Tracking Expatriation with ChartLab, SQL, and Web Crawler in ATSD

Introduction

The Internal Revenue Service (IRS) of the United States releases quarterly reports tracking the number of expatriated citizens processed in the previous three-month period. The reports are announced via the Federal Register which is the primary publication medium of the federal government and used by a number of agencies as an outreach arm to the public.

Ostensibly, the tax bureau maintains these records instead of Citizenship and Immigration Services (CIS) because the IRS uses that information to adjudicate decisions regarding those expatriating citizens upon whom the Expatriation Tax is levied.

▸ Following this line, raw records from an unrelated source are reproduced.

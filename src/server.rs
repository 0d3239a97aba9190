//! HTTP retrieval service.
//!
//! `index serve` builds the corpus in the background and answers queries
//! over a small JSON API while the build runs (queries wait for the first
//! index) and after it completes.
//!
//! # Endpoints
//!
//! | Method | Path | Description |
//! |--------|------|-------------|
//! | `GET`  | `/health` | Service state, version and section count |
//! | `POST` | `/query` | Budgeted retrieval: `{query, max_tokens}` |
//! | `POST` | `/rank` | Ranked sections without text: `{query, limit?}` |
//! | `POST` | `/reload` | Rebuild the corpus in the background (202) |
//!
//! # Error Contract
//!
//! ```json
//! { "error": { "code": "budget_too_small", "message": "...", "minimum_budget": 42 } }
//! ```
//!
//! Error codes: `bad_request` (400, unreadable JSON body), `empty_query`
//! (400), `budget_too_small` (400), `not_ready` (503), `internal` (500).
//!
//! # CORS
//!
//! All origins, methods, and headers are permitted.

use anyhow::Context;
use axum::{
    extract::{rejection::JsonRejection, State},
    http::StatusCode,
    response::{IntoResponse, Response},
    routing::{get, post},
    Json, Router,
};
use refdex_core::Error as CoreError;
use serde::{Deserialize, Serialize};
use std::path::Path;
use std::sync::Arc;
use tower_http::cors::{Any, CorsLayer};

use crate::config::Config;
use crate::query::{QueryResponse, RankResponse};
use crate::service::{RetrievalService, ServiceError, ServiceState};

/// Start the service: kick off the initial build and serve until the
/// process is terminated.
pub async fn run_server(config: &Config, source: &Path, bind: Option<String>) -> anyhow::Result<()> {
    let bind_addr = bind.unwrap_or_else(|| config.server.bind.clone());

    let service = Arc::new(RetrievalService::new(config.clone(), source));
    service.spawn_rebuild();

    let app = router(service);

    let listener = tokio::net::TcpListener::bind(&bind_addr)
        .await
        .with_context(|| format!("Failed to bind {}", bind_addr))?;
    println!("refdex listening on http://{}", bind_addr);
    tracing::info!(bind = %bind_addr, source = %source.display(), "server started");

    axum::serve(listener, app).await?;

    Ok(())
}

pub fn router(service: Arc<RetrievalService>) -> Router {
    let cors = CorsLayer::new()
        .allow_origin(Any)
        .allow_methods(Any)
        .allow_headers(Any);

    Router::new()
        .route("/health", get(handle_health))
        .route("/query", post(handle_query))
        .route("/rank", post(handle_rank))
        .route("/reload", post(handle_reload))
        .layer(cors)
        .with_state(service)
}

// ============ Error response ============

#[derive(Serialize)]
struct ErrorBody {
    error: ErrorDetail,
}

#[derive(Serialize)]
struct ErrorDetail {
    code: String,
    message: String,
    #[serde(skip_serializing_if = "Option::is_none")]
    minimum_budget: Option<usize>,
}

struct AppError {
    status: StatusCode,
    code: &'static str,
    message: String,
    minimum_budget: Option<usize>,
}

impl IntoResponse for AppError {
    fn into_response(self) -> Response {
        let body = ErrorBody {
            error: ErrorDetail {
                code: self.code.to_string(),
                message: self.message,
                minimum_budget: self.minimum_budget,
            },
        };
        (self.status, Json(body)).into_response()
    }
}

impl From<ServiceError> for AppError {
    fn from(err: ServiceError) -> Self {
        let message = err.to_string();
        let (status, code) = match &err {
            ServiceError::NotReady => (StatusCode::SERVICE_UNAVAILABLE, "not_ready"),
            ServiceError::Query(CoreError::EmptyQuery) => (StatusCode::BAD_REQUEST, "empty_query"),
            ServiceError::Query(CoreError::BudgetTooSmall { .. }) => {
                (StatusCode::BAD_REQUEST, "budget_too_small")
            }
            ServiceError::Query(_) => (StatusCode::INTERNAL_SERVER_ERROR, "internal"),
        };
        let minimum_budget = match &err {
            ServiceError::Query(core) => core.minimum_budget(),
            ServiceError::NotReady => None,
        };
        AppError {
            status,
            code,
            message,
            minimum_budget,
        }
    }
}

impl From<JsonRejection> for AppError {
    fn from(rejection: JsonRejection) -> Self {
        AppError {
            status: StatusCode::BAD_REQUEST,
            code: "bad_request",
            message: rejection.body_text(),
            minimum_budget: None,
        }
    }
}

// ============ GET /health ============

#[derive(Serialize)]
struct HealthResponse {
    /// `"building"` until the first index is published, then `"ready"`.
    status: &'static str,
    version: &'static str,
    #[serde(skip_serializing_if = "Option::is_none")]
    sections: Option<usize>,
    #[serde(skip_serializing_if = "Option::is_none")]
    build_id: Option<String>,
}

async fn handle_health(State(service): State<Arc<RetrievalService>>) -> Json<HealthResponse> {
    let response = match service.state() {
        ServiceState::Building => HealthResponse {
            status: "building",
            version: env!("CARGO_PKG_VERSION"),
            sections: None,
            build_id: None,
        },
        ServiceState::Ready(snapshot) => HealthResponse {
            status: "ready",
            version: env!("CARGO_PKG_VERSION"),
            sections: Some(snapshot.index.section_count()),
            build_id: Some(snapshot.build_id.clone()),
        },
    };
    Json(response)
}

// ============ POST /query ============

#[derive(Deserialize)]
struct QueryBody {
    query: String,
    /// Defaults to `[retrieval].default_budget`.
    max_tokens: Option<usize>,
}

async fn handle_query(
    State(service): State<Arc<RetrievalService>>,
    payload: Result<Json<QueryBody>, JsonRejection>,
) -> Result<Json<QueryResponse>, AppError> {
    let Json(body) = payload?;
    let max_tokens = body
        .max_tokens
        .unwrap_or(service.config().retrieval.default_budget);
    let response = service.query(&body.query, max_tokens).await?;
    Ok(Json(response))
}

// ============ POST /rank ============

#[derive(Deserialize)]
struct RankBody {
    query: String,
    limit: Option<usize>,
}

async fn handle_rank(
    State(service): State<Arc<RetrievalService>>,
    payload: Result<Json<RankBody>, JsonRejection>,
) -> Result<Json<RankResponse>, AppError> {
    let Json(body) = payload?;
    let response = service.rank(&body.query, body.limit).await?;
    Ok(Json(response))
}

// ============ POST /reload ============

#[derive(Serialize)]
struct ReloadResponse {
    /// False when a build was already running; the running build wins.
    started: bool,
}

async fn handle_reload(State(service): State<Arc<RetrievalService>>) -> (StatusCode, Json<ReloadResponse>) {
    let started = !service.is_building();
    if started {
        service.spawn_rebuild();
    }
    (StatusCode::ACCEPTED, Json(ReloadResponse { started }))
}

#[cfg(test)]
mod tests {
    use super::*;
    use axum::body::Body;
    use axum::http::Request;
    use refdex_core::{build_index, Snapshot};
    use tower::ServiceExt;

    fn service(ready: bool) -> Arc<RetrievalService> {
        let mut config = Config::default();
        config.server.ready_timeout_secs = 0;
        let service = RetrievalService::new(config, "./docs");
        if ready {
            let index = build_index([(
                "istio/security.md",
                "# Security\n\n## Certificate Rotation\n\nIstio rotates mtls certificates.",
            )])
            .index;
            service.publish(Snapshot::new("./docs", index, Vec::new()));
        }
        Arc::new(service)
    }

    async fn body_json(response: Response) -> serde_json::Value {
        let bytes = axum::body::to_bytes(response.into_body(), usize::MAX)
            .await
            .unwrap();
        serde_json::from_slice(&bytes).unwrap()
    }

    #[tokio::test]
    async fn test_health_reports_state() {
        let Json(building) = handle_health(State(service(false))).await;
        assert_eq!(building.status, "building");
        assert!(building.sections.is_none());

        let Json(ready) = handle_health(State(service(true))).await;
        assert_eq!(ready.status, "ready");
        assert_eq!(ready.sections, Some(1));
    }

    #[tokio::test]
    async fn test_query_ok() {
        let body = QueryBody {
            query: "rotation".to_string(),
            max_tokens: Some(100),
        };
        let Json(response) = handle_query(State(service(true)), Ok(Json(body))).await.ok().unwrap();
        assert_eq!(response.results.len(), 1);
        assert_eq!(
            response.results[0].heading_path,
            vec!["Security", "Certificate Rotation"]
        );
    }

    #[tokio::test]
    async fn test_query_errors_map_to_codes() {
        let body = QueryBody {
            query: "  ".to_string(),
            max_tokens: Some(100),
        };
        let response = handle_query(State(service(true)), Ok(Json(body)))
            .await
            .err()
            .unwrap()
            .into_response();
        assert_eq!(response.status(), StatusCode::BAD_REQUEST);
        assert_eq!(body_json(response).await["error"]["code"], "empty_query");

        let body = QueryBody {
            query: "mtls".to_string(),
            max_tokens: Some(1),
        };
        let response = handle_query(State(service(true)), Ok(Json(body)))
            .await
            .err()
            .unwrap()
            .into_response();
        assert_eq!(response.status(), StatusCode::BAD_REQUEST);
        let json = body_json(response).await;
        assert_eq!(json["error"]["code"], "budget_too_small");
        assert_eq!(json["error"]["minimum_budget"], 4);
    }

    #[tokio::test]
    async fn test_not_ready_is_503() {
        let body = RankBody {
            query: "mtls".to_string(),
            limit: None,
        };
        let response = handle_rank(State(service(false)), Ok(Json(body)))
            .await
            .err()
            .unwrap()
            .into_response();
        assert_eq!(response.status(), StatusCode::SERVICE_UNAVAILABLE);
        assert_eq!(body_json(response).await["error"]["code"], "not_ready");
    }

    #[tokio::test]
    async fn test_rank_ok() {
        let body = RankBody {
            query: "mtls".to_string(),
            limit: Some(3),
        };
        let Json(response) = handle_rank(State(service(true)), Ok(Json(body))).await.ok().unwrap();
        assert_eq!(response.results.len(), 1);
        assert_eq!(response.results[0].document, "istio/security.md");
    }

    async fn post_json(uri: &str, body: &'static str) -> Response {
        router(service(true))
            .oneshot(
                Request::post(uri)
                    .header("content-type", "application/json")
                    .body(Body::from(body))
                    .unwrap(),
            )
            .await
            .unwrap()
    }

    #[tokio::test]
    async fn test_invalid_body_is_bad_request() {
        for (uri, body) in [
            ("/query", r#"{"query":"mtls","max_tokens":-5}"#),
            ("/query", r#"{"max_tokens":100}"#),
            ("/rank", "not json"),
        ] {
            let response = post_json(uri, body).await;
            assert_eq!(response.status(), StatusCode::BAD_REQUEST, "{} {}", uri, body);
            let json = body_json(response).await;
            assert_eq!(json["error"]["code"], "bad_request");
            assert!(!json["error"]["message"].as_str().unwrap().is_empty());
            assert!(json["error"].get("minimum_budget").is_none());
        }
    }

    #[tokio::test]
    async fn test_router_serves_valid_query() {
        let response = post_json("/query", r#"{"query":"mtls","max_tokens":100}"#).await;
        assert_eq!(response.status(), StatusCode::OK);
        let json = body_json(response).await;
        assert_eq!(json["results"][0]["document"], "istio/security.md");
    }

    #[tokio::test]
    async fn test_reload_accepted() {
        let (status, Json(body)) = handle_reload(State(service(true))).await;
        assert_eq!(status, StatusCode::ACCEPTED);
        assert!(body.started);
    }
}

An expatriate must meet any one of the following criteria to be liable for the eponymous tax:

  • Average annual net income tax for the five years ending before the date of expatriation or termination of residency is more than a specified amount that is adjusted for inflation ($151,000 for 2012, $155,000 for 2013, $157,000 for 2014, and $160,000 for 2015).
  • Net worth is $2 million or more on the date of expatriation or termination of residency.
  • Failure to certify on Form 8854 that the citizen has complied with all U.S. federal tax obligations for the five years preceding the date of expatriation or termination of residency.

IRS Form 8854 available at is a statement which confirms that up to the date of your expatriation, you have complied with United States Federal Tax Code to the letter of the law. Failing to correctly complete this document means that you are obligated to pay the Expatriation Tax, even if you do not meet either of the previous criteria.

Previous articles tracking United States expatriation:

Fig 1. The top chart uses a time-offset setting to show a quarter-on-quarter comparison, while the annual totals are shown in the bottom chart.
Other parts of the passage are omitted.